Content starts
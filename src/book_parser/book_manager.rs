//! 单个作品目录的读写：目录文件、各话记录与原始文本。
//!
//! 目录布局：
//! ```text
//! <work>/toc.yaml
//! <work>/本文/<index> <file_subtitle>.yaml
//! <work>/本文/cache/<快照>/
//! <work>/raw/<index> <file_subtitle>.txt
//! ```

use std::fs;
use std::io::{self, Write};
use std::path::{Path, PathBuf};

use serde::Serialize;
use serde::de::DeserializeOwned;
use tracing::debug;

use crate::download::models::{SectionRecord, SubtitleRecord, TableOfContents};

pub const SECTION_SAVE_DIR_NAME: &str = "本文";
pub const RAW_DATA_DIR_NAME: &str = "raw";
pub const TOC_FILE_NAME: &str = "toc.yaml";

#[derive(Debug, thiserror::Error)]
pub enum StoreError {
    #[error("io error at {path}: {source}")]
    Io { path: PathBuf, source: io::Error },
    #[error("invalid yaml at {path}: {source}")]
    Yaml {
        path: PathBuf,
        source: serde_yaml::Error,
    },
}

fn io_err(path: &Path) -> impl FnOnce(io::Error) -> StoreError + '_ {
    move |source| StoreError::Io {
        path: path.to_path_buf(),
        source,
    }
}

pub struct BookManager {
    work_dir: PathBuf,
}

impl BookManager {
    pub fn new(work_dir: impl Into<PathBuf>) -> Self {
        Self {
            work_dir: work_dir.into(),
        }
    }

    pub fn work_dir(&self) -> &Path {
        &self.work_dir
    }

    pub fn section_dir(&self) -> PathBuf {
        self.work_dir.join(SECTION_SAVE_DIR_NAME)
    }

    pub fn raw_dir(&self) -> PathBuf {
        self.work_dir.join(RAW_DATA_DIR_NAME)
    }

    pub fn toc_path(&self) -> PathBuf {
        self.work_dir.join(TOC_FILE_NAME)
    }

    pub fn section_file_name(subtitle: &SubtitleRecord) -> String {
        format!("{}.yaml", subtitle.file_stem())
    }

    pub fn section_path(&self, subtitle: &SubtitleRecord) -> PathBuf {
        self.section_dir().join(Self::section_file_name(subtitle))
    }

    pub fn section_exists(&self, subtitle: &SubtitleRecord) -> bool {
        self.section_path(subtitle).is_file()
    }

    pub fn create_work_dir(&self) -> Result<(), StoreError> {
        fs::create_dir_all(&self.work_dir).map_err(io_err(&self.work_dir))
    }

    pub fn init_raw_dir(&self) -> Result<(), StoreError> {
        let dir = self.raw_dir();
        fs::create_dir_all(&dir).map_err(io_err(&dir))
    }

    /// 读取上次保存的目录；文件不存在时返回 `None`（视为首次下载）。
    pub fn load_toc(&self) -> Result<Option<TableOfContents>, StoreError> {
        read_yaml(&self.toc_path())
    }

    /// 目录文件是一次同步的提交点，经由同目录临时文件重命名写入。
    pub fn save_toc(&self, toc: &TableOfContents) -> Result<(), StoreError> {
        let path = self.toc_path();
        let yaml = to_yaml(toc, &path)?;
        self.create_work_dir()?;

        let mut tmp = tempfile::NamedTempFile::new_in(&self.work_dir).map_err(io_err(&path))?;
        tmp.write_all(yaml.as_bytes()).map_err(io_err(&path))?;
        tmp.as_file().sync_all().map_err(io_err(&path))?;
        tmp.persist(&path).map_err(|e| StoreError::Io {
            path: path.clone(),
            source: e.error,
        })?;
        debug!(target: "book_manager", path = %path.display(), "目录已保存");
        Ok(())
    }

    pub fn remove_toc(&self) -> Result<bool, StoreError> {
        let path = self.toc_path();
        match fs::remove_file(&path) {
            Ok(()) => Ok(true),
            Err(e) if e.kind() == io::ErrorKind::NotFound => Ok(false),
            Err(e) => Err(io_err(&path)(e)),
        }
    }

    pub fn remove_work_dir(&self) -> Result<(), StoreError> {
        match fs::remove_dir_all(&self.work_dir) {
            Ok(()) => Ok(()),
            Err(e) if e.kind() == io::ErrorKind::NotFound => Ok(()),
            Err(e) => Err(io_err(&self.work_dir)(e)),
        }
    }

    pub fn load_section(
        &self,
        subtitle: &SubtitleRecord,
    ) -> Result<Option<SectionRecord>, StoreError> {
        read_yaml(&self.section_path(subtitle))
    }

    pub fn save_section(&self, record: &SectionRecord) -> Result<(), StoreError> {
        let dir = self.section_dir();
        fs::create_dir_all(&dir).map_err(io_err(&dir))?;
        let path = self.section_path(&record.info);
        let yaml = to_yaml(record, &path)?;
        fs::write(&path, yaml).map_err(io_err(&path))?;
        debug!(target: "book_manager", index = %record.info.index, "保存本文");
        Ok(())
    }

    pub fn save_raw_data(&self, subtitle: &SubtitleRecord, raw: &str) -> Result<(), StoreError> {
        let dir = self.raw_dir();
        fs::create_dir_all(&dir).map_err(io_err(&dir))?;
        let path = dir.join(format!("{}.txt", subtitle.file_stem()));
        fs::write(&path, raw).map_err(io_err(&path))
    }
}

fn read_yaml<T: DeserializeOwned>(path: &Path) -> Result<Option<T>, StoreError> {
    let raw = match fs::read_to_string(path) {
        Ok(raw) => raw,
        Err(e) if e.kind() == io::ErrorKind::NotFound => return Ok(None),
        Err(e) => return Err(io_err(path)(e)),
    };
    serde_yaml::from_str(&raw)
        .map(Some)
        .map_err(|source| StoreError::Yaml {
            path: path.to_path_buf(),
            source,
        })
}

fn to_yaml<T: Serialize>(value: &T, path: &Path) -> Result<String, StoreError> {
    serde_yaml::to_string(value).map_err(|source| StoreError::Yaml {
        path: path.to_path_buf(),
        source,
    })
}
Content ends
• [Assignment]:
Which lines above contain the word "index"? Copy each of them.

• [Reply]:
//! <work>/本文/<index> <file_subtitle>.yaml
//! <work>/raw/<index> <file_subtitle>.txt
        debug!(target: "book_manager", index = %record.info.index, "保存本文");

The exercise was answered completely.